To install requirements:
pip install -r requirements.txt
First, create a folder with your dataset name in the data
folder (e.g. data/arxiv
). To load in your dataset, create a data.csv
file where each row is a document. This CSV must contain at least two columns, text
and time_discrete
, which correspond to the text of the document as well as an ordinal integer representing the time step of the document.
The zip file containing AutoPhrase must also be downloaded from here. This zip file should be moved into the preprocessing
folder.
To preprocess the dataset, navigate to /preprocess/
, specify the parameters at the top of the preprocess.py
file, and run the following command:
python preprocess.py
The folder with your CSV will become populated with more data. Expect ~15min to process each dataset.
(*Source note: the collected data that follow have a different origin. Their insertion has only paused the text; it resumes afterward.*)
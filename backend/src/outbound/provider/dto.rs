//! DTOs for decoding provider JSON responses.
//!
//! The adapter decodes into these transport DTOs first, then maps into
//! domain records in one pass. Only the identifier is required; every other
//! field decodes as unset when the provider omits it.

use serde::Deserialize;

use crate::domain::{
    ExternalId, Ingredient, IngredientHit, IngredientSearchPage, Recipe, RecipeHit,
    RecipeSearchPage,
};

#[derive(Debug, Deserialize)]
pub(super) struct IngredientInformationDto {
    pub(super) id: i64,
    #[serde(default)]
    pub(super) name: String,
}

impl From<IngredientInformationDto> for Ingredient {
    fn from(dto: IngredientInformationDto) -> Self {
        Self {
            id: ExternalId::new(dto.id),
            name: dto.name,
        }
    }
}

#[derive(Debug, Deserialize)]
#[serde(rename_all = "camelCase")]
pub(super) struct RecipeInformationDto {
    pub(super) id: i64,
    #[serde(default)]
    pub(super) title: String,
    pub(super) image: Option<String>,
    pub(super) ready_in_minutes: Option<i32>,
    pub(super) servings: Option<i32>,
    pub(super) source_name: Option<String>,
    pub(super) source_url: Option<String>,
}

impl From<RecipeInformationDto> for Recipe {
    fn from(dto: RecipeInformationDto) -> Self {
        Self {
            id: ExternalId::new(dto.id),
            title: dto.title,
            image: dto.image,
            ready_in_minutes: dto.ready_in_minutes,
            servings: dto.servings,
            source_name: dto.source_name,
            source_url: dto.source_url,
        }
    }
}

#[derive(Debug, Deserialize)]
pub(super) struct IngredientHitDto {
    pub(super) id: i64,
    #[serde(default)]
    pub(super) name: String,
    pub(super) image: Option<String>,
}

#[derive(Debug, Deserialize)]
#[serde(rename_all = "camelCase")]
pub(super) struct IngredientSearchResponseDto {
    #[serde(default)]
    pub(super) results: Vec<IngredientHitDto>,
    #[serde(default)]
    pub(super) offset: u32,
    #[serde(default)]
    pub(super) total_results: u32,
}

impl From<IngredientSearchResponseDto> for IngredientSearchPage {
    fn from(dto: IngredientSearchResponseDto) -> Self {
        Self {
            results: dto
                .results
                .into_iter()
                .map(|hit| IngredientHit {
                    id: ExternalId::new(hit.id),
                    name: hit.name,
                    image: hit.image,
                })
                .collect(),
            offset: dto.offset,
            total_results: dto.total_results,
        }
    }
}

#[derive(Debug, Deserialize)]
pub(super) struct RecipeHitDto {
    pub(super) id: i64,
    #[serde(default)]
    pub(super) title: String,
    pub(super) image: Option<String>,
}

#[derive(Debug, Deserialize)]
#[serde(rename_all = "camelCase")]
pub(super) struct RecipeSearchResponseDto {
    #[serde(default)]
    pub(super) results: Vec<RecipeHitDto>,
    #[serde(default)]
    pub(super) offset: u32,
    #[serde(default)]
    pub(super) total_results: u32,
}

impl From<RecipeSearchResponseDto> for RecipeSearchPage {
    fn from(dto: RecipeSearchResponseDto) -> Self {
        Self {
            results: dto
                .results
                .into_iter()
                .map(|hit| RecipeHit {
                    id: ExternalId::new(hit.id),
                    title: hit.title,
                    image: hit.image,
                })
                .collect(),
            offset: dto.offset,
            total_results: dto.total_results,
        }
    }
}
//! Shared HTTP adapter state.
//!
//! HTTP handlers accept this state via `actix_web::web::Data` so they only
//! depend on domain ports (use-cases) and remain testable without I/O.

use std::sync::Arc;

use crate::domain::ports::{CatalogQuery, FavoritesLedger, IdentityService};

/// Dependency bundle for HTTP handlers.
#[derive(Clone)]
pub struct HttpState {
    /// Account registration, login, and maintenance.
    pub identity: Arc<dyn IdentityService>,
    /// Favorites ledger for saved ingredients and recipes.
    pub favorites: Arc<dyn FavoritesLedger>,
    /// Read-only provider search and detail queries.
    pub catalog: Arc<dyn CatalogQuery>,
}

impl HttpState {
    /// Bundle the driving ports for the HTTP layer.
    pub fn new(
        identity: Arc<dyn IdentityService>,
        favorites: Arc<dyn FavoritesLedger>,
        catalog: Arc<dyn CatalogQuery>,
    ) -> Self {
        Self {
            identity,
            favorites,
            catalog,
        }
    }
}
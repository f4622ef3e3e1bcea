//! Driving port for account registration and authentication use-cases.
//!
//! Inbound adapters call this port without knowing the backing
//! infrastructure, which keeps HTTP handler tests deterministic: they can
//! substitute a test double instead of wiring persistence.

use async_trait::async_trait;

use crate::domain::{Error, LoginCredentials, NewAccount, ProfileUpdate, User, UserId};

/// Domain use-case port for the identity manager.
#[cfg_attr(test, mockall::automock)]
#[async_trait]
pub trait IdentityService: Send + Sync {
    /// Create an account from a validated registration request.
    ///
    /// Fails with [`crate::domain::ErrorCode::Conflict`] when the username or
    /// email is already taken; the details carry the colliding field.
    async fn register(&self, account: NewAccount) -> Result<User, Error>;

    /// Validate credentials and return the matching user.
    ///
    /// `Ok(None)` covers both unknown-username and wrong-password; the two
    /// are observationally identical so account existence does not leak.
    async fn authenticate(&self, credentials: &LoginCredentials) -> Result<Option<User>, Error>;

    /// Overwrite the account's username and email.
    async fn update_profile(&self, id: UserId, update: ProfileUpdate) -> Result<User, Error>;

    /// Delete the account and, atomically, its favorite associations.
    async fn delete_account(&self, id: UserId) -> Result<(), Error>;

    /// Fetch the account by identifier.
    async fn find_user(&self, id: UserId) -> Result<Option<User>, Error>;
}
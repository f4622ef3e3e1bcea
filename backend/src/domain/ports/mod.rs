//! Domain ports and supporting types for the hexagonal boundary.
//!
//! Driven ports (`UserRepository`, `FavoritesRepository`, `CatalogSource`,
//! `CredentialHasher`) are implemented by outbound adapters; driving ports
//! (`IdentityService`, `FavoritesLedger`, `CatalogQuery`) are implemented by
//! the domain services and consumed by inbound adapters.

mod catalog_query;
mod catalog_source;
mod credential_hasher;
mod favorites;
mod favorites_repository;
mod identity;
mod user_repository;

#[cfg(test)]
pub use catalog_query::MockCatalogQuery;
pub use catalog_query::CatalogQuery;
#[cfg(test)]
pub use catalog_source::MockCatalogSource;
pub use catalog_source::{CatalogSource, CatalogSourceError};
#[cfg(test)]
pub use credential_hasher::MockCredentialHasher;
pub use credential_hasher::{CredentialHashError, CredentialHasher};
#[cfg(test)]
pub use favorites::MockFavoritesLedger;
pub use favorites::FavoritesLedger;
#[cfg(test)]
pub use favorites_repository::MockFavoritesRepository;
pub use favorites_repository::{FavoritesPersistenceError, FavoritesRepository};
#[cfg(test)]
pub use identity::MockIdentityService;
pub use identity::IdentityService;
#[cfg(test)]
pub use user_repository::MockUserRepository;
pub use user_repository::{DuplicateField, UserPersistenceError, UserRepository};
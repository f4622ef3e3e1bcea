//! Backend library modules for the recipe box service.
//!
//! The crate follows a hexagonal layout: `domain` owns entities, ports, and
//! services; `inbound` adapts HTTP requests onto the driving ports; `outbound`
//! implements the driven ports against PostgreSQL and the remote recipe
//! provider; `server` assembles everything into an Actix application.

pub mod doc;
pub mod domain;
pub mod inbound;
pub mod middleware;
pub mod outbound;
pub mod server;

pub use doc::ApiDoc;
pub use middleware::trace::Trace;
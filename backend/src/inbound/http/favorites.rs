//! Favorites API handlers.
//!
//! ```text
//! GET /api/v1/favorites
//! POST /api/v1/favorites/ingredients/{id}
//! DELETE /api/v1/favorites/ingredients/{id}
//! POST /api/v1/favorites/recipes/{id}
//! DELETE /api/v1/favorites/recipes/{id}
//! ```

use actix_web::{HttpResponse, delete, get, post, web};

use crate::domain::{Error, ExternalId, FavoritesSnapshot, Ingredient, Recipe};
use crate::inbound::http::ApiResult;
use crate::inbound::http::session::SessionContext;
use crate::inbound::http::state::HttpState;

/// List the authenticated user's saved ingredients and recipes.
#[utoipa::path(
    get,
    path = "/api/v1/favorites",
    responses(
        (status = 200, description = "Saved favorites", body = FavoritesSnapshot),
        (status = 401, description = "Login required", body = Error)
    ),
    tags = ["favorites"],
    operation_id = "listFavorites"
)]
#[get("/favorites")]
pub async fn list_favorites(
    state: web::Data<HttpState>,
    session: SessionContext,
) -> ApiResult<web::Json<FavoritesSnapshot>> {
    let user_id = session.require_user_id()?;
    let snapshot = state.favorites.list_favorites(user_id).await?;
    Ok(web::Json(snapshot))
}

/// Save an ingredient, materialising the provider record on first reference.
///
/// Saving an already saved ingredient is a no-op that returns the cached row.
#[utoipa::path(
    post,
    path = "/api/v1/favorites/ingredients/{id}",
    params(("id" = i64, Path, description = "Provider ingredient identifier")),
    responses(
        (status = 200, description = "Saved ingredient", body = Ingredient),
        (status = 401, description = "Login required", body = Error),
        (status = 404, description = "Provider has no such ingredient", body = Error),
        (status = 503, description = "Provider unavailable", body = Error)
    ),
    tags = ["favorites"],
    operation_id = "saveIngredient"
)]
#[post("/favorites/ingredients/{id}")]
pub async fn save_ingredient(
    state: web::Data<HttpState>,
    session: SessionContext,
    path: web::Path<i64>,
) -> ApiResult<web::Json<Ingredient>> {
    let user_id = session.require_user_id()?;
    let ingredient = state
        .favorites
        .add_ingredient(user_id, ExternalId::new(path.into_inner()))
        .await?;
    Ok(web::Json(ingredient))
}

/// Remove a saved ingredient. Removing an unsaved ingredient also succeeds.
#[utoipa::path(
    delete,
    path = "/api/v1/favorites/ingredients/{id}",
    params(("id" = i64, Path, description = "Provider ingredient identifier")),
    responses(
        (status = 204, description = "Ingredient no longer saved"),
        (status = 401, description = "Login required", body = Error)
    ),
    tags = ["favorites"],
    operation_id = "removeIngredient"
)]
#[delete("/favorites/ingredients/{id}")]
pub async fn remove_ingredient(
    state: web::Data<HttpState>,
    session: SessionContext,
    path: web::Path<i64>,
) -> ApiResult<HttpResponse> {
    let user_id = session.require_user_id()?;
    state
        .favorites
        .remove_ingredient(user_id, ExternalId::new(path.into_inner()))
        .await?;
    Ok(HttpResponse::NoContent().finish())
}

/// Save a recipe, materialising the provider record on first reference.
///
/// Saving an already saved recipe is a no-op that returns the cached row.
#[utoipa::path(
    post,
    path = "/api/v1/favorites/recipes/{id}",
    params(("id" = i64, Path, description = "Provider recipe identifier")),
    responses(
        (status = 200, description = "Saved recipe", body = Recipe),
        (status = 401, description = "Login required", body = Error),
        (status = 404, description = "Provider has no such recipe", body = Error),
        (status = 503, description = "Provider unavailable", body = Error)
    ),
    tags = ["favorites"],
    operation_id = "saveRecipe"
)]
#[post("/favorites/recipes/{id}")]
pub async fn save_recipe(
    state: web::Data<HttpState>,
    session: SessionContext,
    path: web::Path<i64>,
) -> ApiResult<web::Json<Recipe>> {
    let user_id = session.require_user_id()?;
    let recipe = state
        .favorites
        .add_recipe(user_id, ExternalId::new(path.into_inner()))
        .await?;
    Ok(web::Json(recipe))
}

/// Remove a saved recipe. Removing an unsaved recipe also succeeds.
#[utoipa::path(
    delete,
    path = "/api/v1/favorites/recipes/{id}",
    params(("id" = i64, Path, description = "Provider recipe identifier")),
    responses(
        (status = 204, description = "Recipe no longer saved"),
        (status = 401, description = "Login required", body = Error)
    ),
    tags = ["favorites"],
    operation_id = "removeRecipe"
)]
#[delete("/favorites/recipes/{id}")]
pub async fn remove_recipe(
    state: web::Data<HttpState>,
    session: SessionContext,
    path: web::Path<i64>,
) -> ApiResult<HttpResponse> {
    let user_id = session.require_user_id()?;
    state
        .favorites
        .remove_recipe(user_id, ExternalId::new(path.into_inner()))
        .await?;
    Ok(HttpResponse::NoContent().finish())
}
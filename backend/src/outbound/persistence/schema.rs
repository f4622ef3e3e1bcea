//! Diesel table definitions for the PostgreSQL schema.
//!
//! These definitions must match the database migrations exactly. They are
//! used by Diesel for compile-time query validation and type-safe SQL
//! generation. When migrations change the schema, regenerate with
//! `diesel print-schema` or update by hand.

diesel::table! {
    /// Registered accounts with hashed credentials.
    users (id) {
        /// Primary key assigned by the store.
        id -> Int4,
        /// Unique login name.
        username -> Varchar,
        /// Unique contact address.
        email -> Varchar,
        /// Argon2id credential hash in PHC string format.
        password_hash -> Varchar,
        /// Record creation timestamp.
        created_at -> Timestamptz,
    }
}

diesel::table! {
    /// Cached ingredient records keyed by the provider identifier.
    ingredients (id) {
        /// Provider-assigned identifier (not generated locally).
        id -> Int8,
        /// Display name reported by the provider.
        name -> Varchar,
    }
}

diesel::table! {
    /// Cached recipe records keyed by the provider identifier.
    recipes (id) {
        /// Provider-assigned identifier (not generated locally).
        id -> Int8,
        /// Display title reported by the provider.
        title -> Varchar,
        /// Image URL, when supplied.
        image -> Nullable<Varchar>,
        /// Preparation time in minutes.
        ready_in_minutes -> Nullable<Int4>,
        /// Number of servings.
        servings -> Nullable<Int4>,
        /// Attribution name for the original source.
        source_name -> Nullable<Varchar>,
        /// Attribution URL for the original source.
        source_url -> Nullable<Varchar>,
    }
}

diesel::table! {
    /// User↔ingredient favorite associations (a set).
    user_ingredients (user_id, ingredient_id) {
        /// Owning user; cascade-deleted with the account.
        user_id -> Int4,
        /// Saved ingredient.
        ingredient_id -> Int8,
    }
}

diesel::table! {
    /// User↔recipe favorite associations (a set).
    user_recipes (user_id, recipe_id) {
        /// Owning user; cascade-deleted with the account.
        user_id -> Int4,
        /// Saved recipe.
        recipe_id -> Int8,
    }
}

diesel::joinable!(user_ingredients -> users (user_id));
diesel::joinable!(user_ingredients -> ingredients (ingredient_id));
diesel::joinable!(user_recipes -> users (user_id));
diesel::joinable!(user_recipes -> recipes (recipe_id));

diesel::allow_tables_to_appear_in_same_query!(
    users,
    ingredients,
    recipes,
    user_ingredients,
    user_recipes,
);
We provide links to download the Arxiv, UN, and Newspop datasets.
First, navigate to train_model/train.py
and specify your parameters at the top of the file. Then, navigate back to parent directory.
You can train DynaMiTE
by running the following command:
python train_model/train.py
You must specify an output folder, which defaults to the results
folder. You must also add the same dataset folder to the output folder specified in the preprocessing step (e.g. results/arxiv/
). After training, the specified output folder will be populated with the topic evolutions in a text file, along with the embeddings from the discriminative dynamic word embedding space.
We include code for running quantitative experiments for NPMI and the category shift analysis. Both experiments require the outputs from training.
You can calculate NPMI by running the following command:
python eval.py
You can run the category experiment through the following command:
python shift_study.py